__TASK REQUIREMENTS__:
Please state how many lines below include the word "divide"; the reply should be the number only.

__EXERCISE INPUTS__:
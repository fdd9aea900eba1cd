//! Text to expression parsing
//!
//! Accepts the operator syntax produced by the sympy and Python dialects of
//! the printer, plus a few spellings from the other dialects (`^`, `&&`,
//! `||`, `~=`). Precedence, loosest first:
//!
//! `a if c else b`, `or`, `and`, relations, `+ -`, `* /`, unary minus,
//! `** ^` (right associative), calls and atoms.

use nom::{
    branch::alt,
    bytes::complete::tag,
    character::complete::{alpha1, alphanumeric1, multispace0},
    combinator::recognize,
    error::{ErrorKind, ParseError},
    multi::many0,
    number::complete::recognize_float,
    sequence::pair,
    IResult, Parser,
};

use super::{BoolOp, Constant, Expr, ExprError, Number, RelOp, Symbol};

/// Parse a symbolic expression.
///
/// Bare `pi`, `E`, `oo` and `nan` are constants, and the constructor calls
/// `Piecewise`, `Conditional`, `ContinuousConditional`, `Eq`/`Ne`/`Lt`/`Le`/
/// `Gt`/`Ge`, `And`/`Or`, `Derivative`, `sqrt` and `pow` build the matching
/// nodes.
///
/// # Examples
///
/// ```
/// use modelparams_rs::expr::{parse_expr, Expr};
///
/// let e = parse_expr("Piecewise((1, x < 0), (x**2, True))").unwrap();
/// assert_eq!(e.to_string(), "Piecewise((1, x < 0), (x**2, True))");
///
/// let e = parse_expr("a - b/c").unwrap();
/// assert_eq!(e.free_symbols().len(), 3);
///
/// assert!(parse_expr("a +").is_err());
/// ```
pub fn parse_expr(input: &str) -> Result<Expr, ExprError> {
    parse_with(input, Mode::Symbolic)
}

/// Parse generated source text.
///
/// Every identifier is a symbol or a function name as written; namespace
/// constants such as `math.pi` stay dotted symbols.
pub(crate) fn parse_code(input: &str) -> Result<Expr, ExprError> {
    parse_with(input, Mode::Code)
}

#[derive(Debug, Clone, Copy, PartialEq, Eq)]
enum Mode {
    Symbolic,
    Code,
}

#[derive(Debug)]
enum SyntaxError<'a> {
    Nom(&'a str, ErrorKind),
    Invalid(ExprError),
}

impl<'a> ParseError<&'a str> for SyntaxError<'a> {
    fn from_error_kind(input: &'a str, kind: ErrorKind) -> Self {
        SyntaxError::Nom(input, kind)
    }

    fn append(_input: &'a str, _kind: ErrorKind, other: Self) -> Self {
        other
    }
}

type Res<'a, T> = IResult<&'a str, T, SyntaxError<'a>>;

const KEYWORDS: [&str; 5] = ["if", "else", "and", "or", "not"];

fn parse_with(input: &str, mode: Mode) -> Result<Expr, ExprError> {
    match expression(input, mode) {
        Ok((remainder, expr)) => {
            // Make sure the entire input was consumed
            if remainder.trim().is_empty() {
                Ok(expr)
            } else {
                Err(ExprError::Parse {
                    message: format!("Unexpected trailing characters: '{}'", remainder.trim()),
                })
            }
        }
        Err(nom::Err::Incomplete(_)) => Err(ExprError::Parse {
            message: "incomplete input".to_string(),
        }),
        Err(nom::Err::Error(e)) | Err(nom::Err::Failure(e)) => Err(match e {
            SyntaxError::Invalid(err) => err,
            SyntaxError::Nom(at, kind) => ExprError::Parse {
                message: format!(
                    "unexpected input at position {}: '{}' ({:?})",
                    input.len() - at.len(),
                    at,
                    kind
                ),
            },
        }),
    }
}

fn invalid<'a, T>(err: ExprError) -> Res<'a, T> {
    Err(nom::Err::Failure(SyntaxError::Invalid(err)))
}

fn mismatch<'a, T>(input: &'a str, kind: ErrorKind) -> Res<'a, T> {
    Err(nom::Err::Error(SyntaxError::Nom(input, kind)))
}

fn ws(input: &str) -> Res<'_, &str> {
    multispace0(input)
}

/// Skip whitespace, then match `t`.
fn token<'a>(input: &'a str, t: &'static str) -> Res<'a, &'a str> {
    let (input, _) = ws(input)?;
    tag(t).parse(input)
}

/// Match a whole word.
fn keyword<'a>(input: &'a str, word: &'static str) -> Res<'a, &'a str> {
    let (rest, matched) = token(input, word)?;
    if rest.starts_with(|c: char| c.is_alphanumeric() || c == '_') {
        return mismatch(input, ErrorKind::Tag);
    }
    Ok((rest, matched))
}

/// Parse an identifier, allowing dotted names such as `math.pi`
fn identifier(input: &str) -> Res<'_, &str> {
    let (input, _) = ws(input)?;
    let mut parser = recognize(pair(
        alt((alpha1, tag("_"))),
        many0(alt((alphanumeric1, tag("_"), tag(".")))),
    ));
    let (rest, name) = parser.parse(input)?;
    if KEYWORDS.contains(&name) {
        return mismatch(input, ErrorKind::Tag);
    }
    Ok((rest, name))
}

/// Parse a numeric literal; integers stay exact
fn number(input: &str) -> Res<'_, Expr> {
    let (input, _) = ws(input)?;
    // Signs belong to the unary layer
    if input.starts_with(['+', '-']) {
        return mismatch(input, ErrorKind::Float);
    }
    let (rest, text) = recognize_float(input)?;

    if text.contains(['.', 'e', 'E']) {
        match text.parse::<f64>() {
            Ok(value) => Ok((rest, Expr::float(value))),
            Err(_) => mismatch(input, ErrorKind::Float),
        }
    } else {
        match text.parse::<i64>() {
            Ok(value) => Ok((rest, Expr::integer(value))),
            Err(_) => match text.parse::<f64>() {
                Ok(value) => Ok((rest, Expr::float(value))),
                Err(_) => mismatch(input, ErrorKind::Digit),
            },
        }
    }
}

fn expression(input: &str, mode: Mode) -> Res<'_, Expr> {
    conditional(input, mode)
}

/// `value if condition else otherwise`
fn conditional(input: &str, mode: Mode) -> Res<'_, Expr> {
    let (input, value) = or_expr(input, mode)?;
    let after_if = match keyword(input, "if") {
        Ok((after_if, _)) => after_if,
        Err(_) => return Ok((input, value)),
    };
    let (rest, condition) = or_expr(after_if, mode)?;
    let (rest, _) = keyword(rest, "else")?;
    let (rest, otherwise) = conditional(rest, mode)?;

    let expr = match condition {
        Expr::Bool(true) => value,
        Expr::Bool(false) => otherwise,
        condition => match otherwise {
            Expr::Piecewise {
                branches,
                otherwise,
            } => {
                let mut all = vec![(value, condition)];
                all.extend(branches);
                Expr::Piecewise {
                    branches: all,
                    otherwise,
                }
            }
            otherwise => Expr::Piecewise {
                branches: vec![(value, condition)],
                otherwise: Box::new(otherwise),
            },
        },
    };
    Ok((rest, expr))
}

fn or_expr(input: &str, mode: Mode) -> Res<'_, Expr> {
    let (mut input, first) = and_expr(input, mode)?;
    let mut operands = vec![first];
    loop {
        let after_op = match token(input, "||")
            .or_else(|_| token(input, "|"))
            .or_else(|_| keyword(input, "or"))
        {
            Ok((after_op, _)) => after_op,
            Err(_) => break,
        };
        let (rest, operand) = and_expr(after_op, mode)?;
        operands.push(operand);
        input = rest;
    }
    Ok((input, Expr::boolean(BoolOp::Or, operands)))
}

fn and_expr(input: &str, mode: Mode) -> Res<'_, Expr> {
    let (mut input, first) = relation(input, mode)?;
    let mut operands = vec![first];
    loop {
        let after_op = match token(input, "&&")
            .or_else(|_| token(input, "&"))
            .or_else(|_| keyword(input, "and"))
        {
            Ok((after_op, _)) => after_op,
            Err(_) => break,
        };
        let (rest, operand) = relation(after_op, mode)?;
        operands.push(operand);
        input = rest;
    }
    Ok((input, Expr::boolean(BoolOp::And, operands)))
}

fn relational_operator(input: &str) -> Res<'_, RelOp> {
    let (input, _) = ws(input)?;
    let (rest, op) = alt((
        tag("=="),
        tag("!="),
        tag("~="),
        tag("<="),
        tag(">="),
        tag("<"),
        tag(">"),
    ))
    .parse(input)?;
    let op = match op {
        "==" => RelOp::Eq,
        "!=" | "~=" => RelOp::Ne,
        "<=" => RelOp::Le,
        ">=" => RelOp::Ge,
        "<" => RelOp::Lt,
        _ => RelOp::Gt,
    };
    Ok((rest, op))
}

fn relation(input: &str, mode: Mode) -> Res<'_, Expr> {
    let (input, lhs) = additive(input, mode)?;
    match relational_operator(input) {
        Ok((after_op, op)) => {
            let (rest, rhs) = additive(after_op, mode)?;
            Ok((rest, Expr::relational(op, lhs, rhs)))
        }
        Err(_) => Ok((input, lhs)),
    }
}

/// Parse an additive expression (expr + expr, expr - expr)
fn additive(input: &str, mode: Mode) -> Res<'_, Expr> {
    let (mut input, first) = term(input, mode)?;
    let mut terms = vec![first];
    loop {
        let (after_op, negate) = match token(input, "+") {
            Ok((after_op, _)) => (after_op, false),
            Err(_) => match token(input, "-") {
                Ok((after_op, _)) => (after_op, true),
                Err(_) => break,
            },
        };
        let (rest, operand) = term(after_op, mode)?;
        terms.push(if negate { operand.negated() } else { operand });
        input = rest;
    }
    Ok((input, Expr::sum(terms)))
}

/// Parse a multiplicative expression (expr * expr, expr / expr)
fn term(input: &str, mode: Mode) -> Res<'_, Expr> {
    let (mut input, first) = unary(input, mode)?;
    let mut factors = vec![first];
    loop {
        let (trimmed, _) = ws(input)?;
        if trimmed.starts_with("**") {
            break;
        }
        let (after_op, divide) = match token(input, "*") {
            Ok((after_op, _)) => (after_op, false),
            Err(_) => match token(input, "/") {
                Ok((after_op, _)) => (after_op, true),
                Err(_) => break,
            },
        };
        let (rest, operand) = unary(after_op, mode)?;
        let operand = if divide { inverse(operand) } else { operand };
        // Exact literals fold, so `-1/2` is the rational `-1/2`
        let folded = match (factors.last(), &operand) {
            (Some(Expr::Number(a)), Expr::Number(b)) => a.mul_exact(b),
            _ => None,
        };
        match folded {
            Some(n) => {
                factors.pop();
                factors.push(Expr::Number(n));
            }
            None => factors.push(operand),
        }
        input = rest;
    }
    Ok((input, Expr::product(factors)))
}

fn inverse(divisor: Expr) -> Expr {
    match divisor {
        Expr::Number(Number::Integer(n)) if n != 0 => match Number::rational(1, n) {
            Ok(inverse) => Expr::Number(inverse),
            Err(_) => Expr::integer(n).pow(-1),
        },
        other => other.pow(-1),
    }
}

__FINISHED TASK__:
2